START SOURCE MATERIAL

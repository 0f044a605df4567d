//! Core functionality for the wearable segmenter.
//!
//! This module contains:
//! - Record types and (subject, activity) group keys
//! - Axis cleaning and timestamp normalization
//! - Partitioning, gap repair and resampling of groups
//! - Sliding-window segmentation and continuity checks

pub mod cleaning;
pub mod continuity;
pub mod partition;
pub mod record;
pub mod resample;
pub mod segmenter;
pub mod timestamp;
pub mod windowing;

// Re-export commonly used types
pub use continuity::{
    check_time_continuity, continuity_report, ContinuityReport, OutOfRangeDelta,
};
pub use partition::{partition, Group};
pub use record::{GroupKey, Label, Record};
pub use resample::{resample_group, ResampleStats};
pub use segmenter::{SegmenterError, TimeWindowSegmenter};
pub use timestamp::normalize_timestamp;
pub use windowing::{Window, WindowSummary, Windows};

END SOURCE MATERIAL

→ PROMPT
Search the data for the string "cleaning" and copy each line where it appears.

→ SOLUTION
//! - Axis cleaning and timestamp normalization
pub mod cleaning;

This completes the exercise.